Whenever a line in the entries below contains "registry", copy that line.
☆ ☆ ☆ ☆ ☆ ☆ ☆
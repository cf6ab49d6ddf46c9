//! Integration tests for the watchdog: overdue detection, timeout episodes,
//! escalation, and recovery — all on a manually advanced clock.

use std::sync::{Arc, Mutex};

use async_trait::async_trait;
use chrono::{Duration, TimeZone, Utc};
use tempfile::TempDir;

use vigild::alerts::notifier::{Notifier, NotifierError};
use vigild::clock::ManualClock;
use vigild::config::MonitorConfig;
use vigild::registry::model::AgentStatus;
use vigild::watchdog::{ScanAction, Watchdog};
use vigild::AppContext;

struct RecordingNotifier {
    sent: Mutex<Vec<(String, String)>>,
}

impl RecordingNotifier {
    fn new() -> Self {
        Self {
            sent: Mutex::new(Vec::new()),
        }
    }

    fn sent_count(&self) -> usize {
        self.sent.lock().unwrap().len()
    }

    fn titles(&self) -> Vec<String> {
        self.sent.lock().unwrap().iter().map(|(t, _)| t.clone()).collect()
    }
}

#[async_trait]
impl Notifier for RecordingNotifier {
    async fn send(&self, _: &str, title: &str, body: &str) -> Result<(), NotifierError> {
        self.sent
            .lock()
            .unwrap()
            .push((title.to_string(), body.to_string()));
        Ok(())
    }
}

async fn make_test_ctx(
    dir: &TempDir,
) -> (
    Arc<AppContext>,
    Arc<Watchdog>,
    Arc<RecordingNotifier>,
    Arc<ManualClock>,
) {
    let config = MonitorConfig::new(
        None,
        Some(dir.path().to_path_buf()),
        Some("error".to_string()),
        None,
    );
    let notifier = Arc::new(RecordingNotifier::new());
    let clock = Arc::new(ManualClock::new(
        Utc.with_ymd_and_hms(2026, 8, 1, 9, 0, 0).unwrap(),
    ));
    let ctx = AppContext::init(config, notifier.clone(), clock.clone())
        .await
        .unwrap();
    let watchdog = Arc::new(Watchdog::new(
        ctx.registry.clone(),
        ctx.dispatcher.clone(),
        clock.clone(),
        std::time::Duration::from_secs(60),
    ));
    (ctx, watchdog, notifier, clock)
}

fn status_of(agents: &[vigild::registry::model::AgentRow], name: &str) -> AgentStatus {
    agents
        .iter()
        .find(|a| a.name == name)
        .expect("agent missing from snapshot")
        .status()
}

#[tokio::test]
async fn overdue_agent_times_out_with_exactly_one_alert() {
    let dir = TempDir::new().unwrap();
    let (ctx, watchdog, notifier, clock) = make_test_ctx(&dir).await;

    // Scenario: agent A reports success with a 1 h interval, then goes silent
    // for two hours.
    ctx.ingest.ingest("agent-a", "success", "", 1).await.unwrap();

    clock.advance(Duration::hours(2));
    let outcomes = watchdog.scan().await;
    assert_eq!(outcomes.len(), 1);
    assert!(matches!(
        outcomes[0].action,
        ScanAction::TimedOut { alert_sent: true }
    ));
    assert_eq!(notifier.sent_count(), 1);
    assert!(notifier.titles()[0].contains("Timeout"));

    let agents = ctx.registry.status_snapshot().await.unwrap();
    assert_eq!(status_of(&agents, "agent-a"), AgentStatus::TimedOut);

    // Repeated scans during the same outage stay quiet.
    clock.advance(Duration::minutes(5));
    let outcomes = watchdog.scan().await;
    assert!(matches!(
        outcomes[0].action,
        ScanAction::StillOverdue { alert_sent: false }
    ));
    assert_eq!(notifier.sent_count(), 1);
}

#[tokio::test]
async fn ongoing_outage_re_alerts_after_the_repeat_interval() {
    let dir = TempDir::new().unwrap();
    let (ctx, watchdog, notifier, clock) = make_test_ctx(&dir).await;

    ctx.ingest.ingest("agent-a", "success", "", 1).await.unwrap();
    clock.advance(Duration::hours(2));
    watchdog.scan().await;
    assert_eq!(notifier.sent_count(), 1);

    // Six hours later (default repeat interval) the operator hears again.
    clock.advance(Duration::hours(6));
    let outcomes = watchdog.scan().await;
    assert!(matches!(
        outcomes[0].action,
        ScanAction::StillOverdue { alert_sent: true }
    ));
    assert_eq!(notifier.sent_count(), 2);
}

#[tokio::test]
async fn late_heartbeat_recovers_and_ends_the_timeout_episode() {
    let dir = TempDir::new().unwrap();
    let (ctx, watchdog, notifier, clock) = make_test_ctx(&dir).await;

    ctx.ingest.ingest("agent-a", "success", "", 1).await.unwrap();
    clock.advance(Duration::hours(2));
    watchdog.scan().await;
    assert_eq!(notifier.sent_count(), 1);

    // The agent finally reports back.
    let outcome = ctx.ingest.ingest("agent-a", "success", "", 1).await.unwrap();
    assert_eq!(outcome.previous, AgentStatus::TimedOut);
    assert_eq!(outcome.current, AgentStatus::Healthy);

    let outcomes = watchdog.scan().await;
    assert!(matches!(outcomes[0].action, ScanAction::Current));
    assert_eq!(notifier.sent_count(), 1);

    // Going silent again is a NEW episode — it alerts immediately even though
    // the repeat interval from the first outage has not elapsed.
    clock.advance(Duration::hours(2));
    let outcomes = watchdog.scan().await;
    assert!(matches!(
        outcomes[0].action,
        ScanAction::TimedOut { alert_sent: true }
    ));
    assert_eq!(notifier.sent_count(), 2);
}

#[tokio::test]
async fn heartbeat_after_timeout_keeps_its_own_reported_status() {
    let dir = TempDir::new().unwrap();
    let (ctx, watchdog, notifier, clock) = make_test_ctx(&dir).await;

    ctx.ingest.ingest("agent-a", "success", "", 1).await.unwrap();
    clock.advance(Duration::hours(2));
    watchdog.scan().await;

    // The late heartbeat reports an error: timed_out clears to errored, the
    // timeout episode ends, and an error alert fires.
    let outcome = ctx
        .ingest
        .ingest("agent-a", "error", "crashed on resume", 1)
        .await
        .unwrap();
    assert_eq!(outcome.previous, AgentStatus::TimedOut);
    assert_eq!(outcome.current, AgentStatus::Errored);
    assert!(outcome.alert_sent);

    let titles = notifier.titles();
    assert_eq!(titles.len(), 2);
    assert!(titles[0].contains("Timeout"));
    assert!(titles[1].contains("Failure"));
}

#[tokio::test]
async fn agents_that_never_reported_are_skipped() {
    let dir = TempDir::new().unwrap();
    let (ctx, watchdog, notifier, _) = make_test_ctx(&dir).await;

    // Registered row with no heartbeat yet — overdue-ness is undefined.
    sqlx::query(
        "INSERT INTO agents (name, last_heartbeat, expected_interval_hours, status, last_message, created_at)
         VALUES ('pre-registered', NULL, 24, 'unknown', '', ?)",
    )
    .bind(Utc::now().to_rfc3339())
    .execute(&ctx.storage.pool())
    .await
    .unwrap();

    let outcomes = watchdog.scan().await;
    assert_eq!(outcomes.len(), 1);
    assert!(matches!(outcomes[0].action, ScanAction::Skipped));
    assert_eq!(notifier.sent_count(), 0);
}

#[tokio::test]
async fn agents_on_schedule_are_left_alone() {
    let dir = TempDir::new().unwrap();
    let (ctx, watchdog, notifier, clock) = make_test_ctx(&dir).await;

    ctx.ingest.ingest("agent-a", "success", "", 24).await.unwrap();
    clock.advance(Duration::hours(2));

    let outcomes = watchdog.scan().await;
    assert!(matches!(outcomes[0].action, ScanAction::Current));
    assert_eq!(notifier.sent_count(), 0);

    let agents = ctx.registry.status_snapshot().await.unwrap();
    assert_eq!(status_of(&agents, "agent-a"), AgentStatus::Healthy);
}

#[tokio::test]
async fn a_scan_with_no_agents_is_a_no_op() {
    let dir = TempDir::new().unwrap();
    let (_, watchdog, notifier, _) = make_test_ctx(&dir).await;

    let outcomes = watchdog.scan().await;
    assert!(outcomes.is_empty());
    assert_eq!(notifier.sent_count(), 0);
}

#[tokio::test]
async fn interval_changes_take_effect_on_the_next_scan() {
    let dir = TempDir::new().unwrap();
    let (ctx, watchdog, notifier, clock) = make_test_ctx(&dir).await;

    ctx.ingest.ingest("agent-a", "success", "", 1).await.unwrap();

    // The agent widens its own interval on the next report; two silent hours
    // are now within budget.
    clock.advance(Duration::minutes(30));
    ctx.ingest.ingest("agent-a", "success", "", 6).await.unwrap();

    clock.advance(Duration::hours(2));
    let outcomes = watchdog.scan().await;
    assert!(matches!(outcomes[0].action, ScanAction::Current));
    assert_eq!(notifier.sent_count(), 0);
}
☆ ☆ ☆ ☆ ☆ ☆ ☆
#### [RESPONSE AREA]
use vigild::registry::model::AgentStatus;
        ctx.registry.clone(),
fn status_of(agents: &[vigild::registry::model::AgentRow], name: &str) -> AgentStatus {
    let agents = ctx.registry.status_snapshot().await.unwrap();
    let agents = ctx.registry.status_snapshot().await.unwrap();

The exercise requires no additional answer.